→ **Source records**
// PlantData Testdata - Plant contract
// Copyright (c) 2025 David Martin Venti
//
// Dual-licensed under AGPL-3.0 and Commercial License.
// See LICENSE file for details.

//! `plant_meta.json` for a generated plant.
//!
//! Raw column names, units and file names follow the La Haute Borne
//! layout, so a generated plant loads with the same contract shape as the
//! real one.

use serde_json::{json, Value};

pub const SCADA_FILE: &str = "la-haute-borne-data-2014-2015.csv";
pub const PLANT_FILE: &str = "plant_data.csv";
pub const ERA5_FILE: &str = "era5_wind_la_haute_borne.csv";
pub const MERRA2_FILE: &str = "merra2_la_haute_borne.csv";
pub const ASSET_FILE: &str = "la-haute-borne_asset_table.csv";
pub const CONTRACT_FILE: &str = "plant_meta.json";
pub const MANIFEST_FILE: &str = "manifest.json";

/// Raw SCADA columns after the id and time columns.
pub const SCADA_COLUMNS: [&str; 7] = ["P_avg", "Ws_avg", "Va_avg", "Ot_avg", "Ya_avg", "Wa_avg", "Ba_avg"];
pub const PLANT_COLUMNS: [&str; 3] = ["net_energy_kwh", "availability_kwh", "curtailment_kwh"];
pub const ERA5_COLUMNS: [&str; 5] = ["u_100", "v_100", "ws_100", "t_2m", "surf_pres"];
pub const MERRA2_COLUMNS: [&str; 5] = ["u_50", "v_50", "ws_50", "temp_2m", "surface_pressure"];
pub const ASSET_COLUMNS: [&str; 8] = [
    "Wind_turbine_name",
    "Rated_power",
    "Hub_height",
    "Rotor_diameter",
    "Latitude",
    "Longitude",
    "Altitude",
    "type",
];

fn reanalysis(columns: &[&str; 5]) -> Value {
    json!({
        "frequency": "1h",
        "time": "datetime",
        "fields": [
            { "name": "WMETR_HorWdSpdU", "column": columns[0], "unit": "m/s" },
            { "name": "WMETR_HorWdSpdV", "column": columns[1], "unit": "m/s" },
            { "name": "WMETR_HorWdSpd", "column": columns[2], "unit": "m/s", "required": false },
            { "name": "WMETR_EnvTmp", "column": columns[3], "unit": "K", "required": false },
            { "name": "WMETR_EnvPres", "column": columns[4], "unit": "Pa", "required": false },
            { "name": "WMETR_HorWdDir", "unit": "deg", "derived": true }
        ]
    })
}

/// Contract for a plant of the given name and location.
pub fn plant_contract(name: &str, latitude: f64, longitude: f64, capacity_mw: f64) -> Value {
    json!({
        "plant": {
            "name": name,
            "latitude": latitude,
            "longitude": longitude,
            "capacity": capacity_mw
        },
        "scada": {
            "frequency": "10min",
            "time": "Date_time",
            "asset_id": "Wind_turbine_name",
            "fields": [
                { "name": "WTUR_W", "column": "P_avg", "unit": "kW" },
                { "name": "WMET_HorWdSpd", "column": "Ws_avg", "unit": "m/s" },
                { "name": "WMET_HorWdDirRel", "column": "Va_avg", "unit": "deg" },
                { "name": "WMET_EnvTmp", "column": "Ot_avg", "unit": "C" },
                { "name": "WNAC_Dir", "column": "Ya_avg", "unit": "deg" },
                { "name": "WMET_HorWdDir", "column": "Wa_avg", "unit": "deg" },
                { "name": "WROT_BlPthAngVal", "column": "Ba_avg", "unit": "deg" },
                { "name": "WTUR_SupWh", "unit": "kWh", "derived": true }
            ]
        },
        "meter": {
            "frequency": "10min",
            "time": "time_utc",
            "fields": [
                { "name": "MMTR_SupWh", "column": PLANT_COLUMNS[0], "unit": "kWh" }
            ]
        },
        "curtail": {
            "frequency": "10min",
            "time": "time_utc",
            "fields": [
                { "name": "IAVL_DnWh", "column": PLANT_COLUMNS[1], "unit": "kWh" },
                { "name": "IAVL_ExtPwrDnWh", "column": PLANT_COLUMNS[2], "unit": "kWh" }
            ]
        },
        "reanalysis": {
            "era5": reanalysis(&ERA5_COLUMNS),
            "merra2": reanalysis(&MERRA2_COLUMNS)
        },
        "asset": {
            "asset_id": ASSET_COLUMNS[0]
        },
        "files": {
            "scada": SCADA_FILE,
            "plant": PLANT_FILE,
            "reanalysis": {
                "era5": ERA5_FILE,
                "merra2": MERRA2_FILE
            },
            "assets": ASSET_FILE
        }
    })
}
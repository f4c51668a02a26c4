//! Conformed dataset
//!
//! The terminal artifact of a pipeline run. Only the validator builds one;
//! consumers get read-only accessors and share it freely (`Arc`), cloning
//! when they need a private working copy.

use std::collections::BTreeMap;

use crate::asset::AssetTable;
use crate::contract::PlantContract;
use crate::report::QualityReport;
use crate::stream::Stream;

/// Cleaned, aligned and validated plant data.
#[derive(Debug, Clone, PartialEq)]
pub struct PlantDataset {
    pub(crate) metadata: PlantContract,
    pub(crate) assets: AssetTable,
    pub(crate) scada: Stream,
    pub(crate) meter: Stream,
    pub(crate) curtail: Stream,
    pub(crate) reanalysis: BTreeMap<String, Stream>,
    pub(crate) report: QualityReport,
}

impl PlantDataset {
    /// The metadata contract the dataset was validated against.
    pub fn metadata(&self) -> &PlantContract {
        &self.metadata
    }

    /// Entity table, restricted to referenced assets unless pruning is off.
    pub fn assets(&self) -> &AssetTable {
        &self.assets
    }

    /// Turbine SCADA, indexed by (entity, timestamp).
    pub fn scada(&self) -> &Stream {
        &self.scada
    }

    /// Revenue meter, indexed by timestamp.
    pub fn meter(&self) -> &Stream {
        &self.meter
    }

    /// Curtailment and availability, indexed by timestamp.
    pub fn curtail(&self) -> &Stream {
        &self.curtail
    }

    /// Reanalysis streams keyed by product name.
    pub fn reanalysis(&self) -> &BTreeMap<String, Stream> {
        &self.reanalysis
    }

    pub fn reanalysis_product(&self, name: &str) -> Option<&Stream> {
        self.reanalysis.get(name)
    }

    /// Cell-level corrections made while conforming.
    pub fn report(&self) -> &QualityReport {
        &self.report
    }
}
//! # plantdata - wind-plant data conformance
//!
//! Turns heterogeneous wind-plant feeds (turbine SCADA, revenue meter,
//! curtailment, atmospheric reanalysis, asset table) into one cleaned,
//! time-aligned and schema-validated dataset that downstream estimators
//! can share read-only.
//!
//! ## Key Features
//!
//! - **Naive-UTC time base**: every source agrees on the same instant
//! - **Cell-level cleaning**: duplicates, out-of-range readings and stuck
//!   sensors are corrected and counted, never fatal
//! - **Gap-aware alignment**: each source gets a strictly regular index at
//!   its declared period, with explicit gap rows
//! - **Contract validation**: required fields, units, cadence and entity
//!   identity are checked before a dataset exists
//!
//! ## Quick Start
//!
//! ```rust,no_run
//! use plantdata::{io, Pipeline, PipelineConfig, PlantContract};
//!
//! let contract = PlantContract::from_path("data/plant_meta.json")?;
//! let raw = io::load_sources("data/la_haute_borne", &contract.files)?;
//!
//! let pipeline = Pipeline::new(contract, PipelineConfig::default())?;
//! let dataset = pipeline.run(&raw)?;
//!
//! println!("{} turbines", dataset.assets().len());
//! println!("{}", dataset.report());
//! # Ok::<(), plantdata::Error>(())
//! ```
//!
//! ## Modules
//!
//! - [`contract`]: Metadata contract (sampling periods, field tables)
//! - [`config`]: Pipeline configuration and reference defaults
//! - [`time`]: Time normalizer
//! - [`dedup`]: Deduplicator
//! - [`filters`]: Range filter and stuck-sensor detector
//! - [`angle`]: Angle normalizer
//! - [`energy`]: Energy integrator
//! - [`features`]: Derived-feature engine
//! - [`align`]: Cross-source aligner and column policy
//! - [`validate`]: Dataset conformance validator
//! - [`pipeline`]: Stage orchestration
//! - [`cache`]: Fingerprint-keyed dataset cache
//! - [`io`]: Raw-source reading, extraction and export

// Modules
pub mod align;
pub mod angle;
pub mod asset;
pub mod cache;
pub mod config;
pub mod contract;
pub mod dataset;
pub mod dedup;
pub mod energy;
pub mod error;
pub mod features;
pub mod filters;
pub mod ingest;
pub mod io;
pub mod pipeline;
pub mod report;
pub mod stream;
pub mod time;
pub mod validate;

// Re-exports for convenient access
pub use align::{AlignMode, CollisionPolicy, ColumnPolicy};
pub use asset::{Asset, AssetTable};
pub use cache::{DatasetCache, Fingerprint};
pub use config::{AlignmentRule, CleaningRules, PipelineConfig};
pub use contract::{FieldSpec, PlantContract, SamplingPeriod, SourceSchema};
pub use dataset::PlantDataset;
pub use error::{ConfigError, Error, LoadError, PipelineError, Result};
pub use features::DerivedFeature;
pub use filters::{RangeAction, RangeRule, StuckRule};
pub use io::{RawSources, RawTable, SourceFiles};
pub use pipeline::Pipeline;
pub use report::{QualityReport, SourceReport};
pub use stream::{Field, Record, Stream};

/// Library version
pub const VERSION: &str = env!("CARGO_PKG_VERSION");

→ **Exercise goal**
A single number is needed: the count of lines in the records that include "timestamp".

→ **Finished task**
3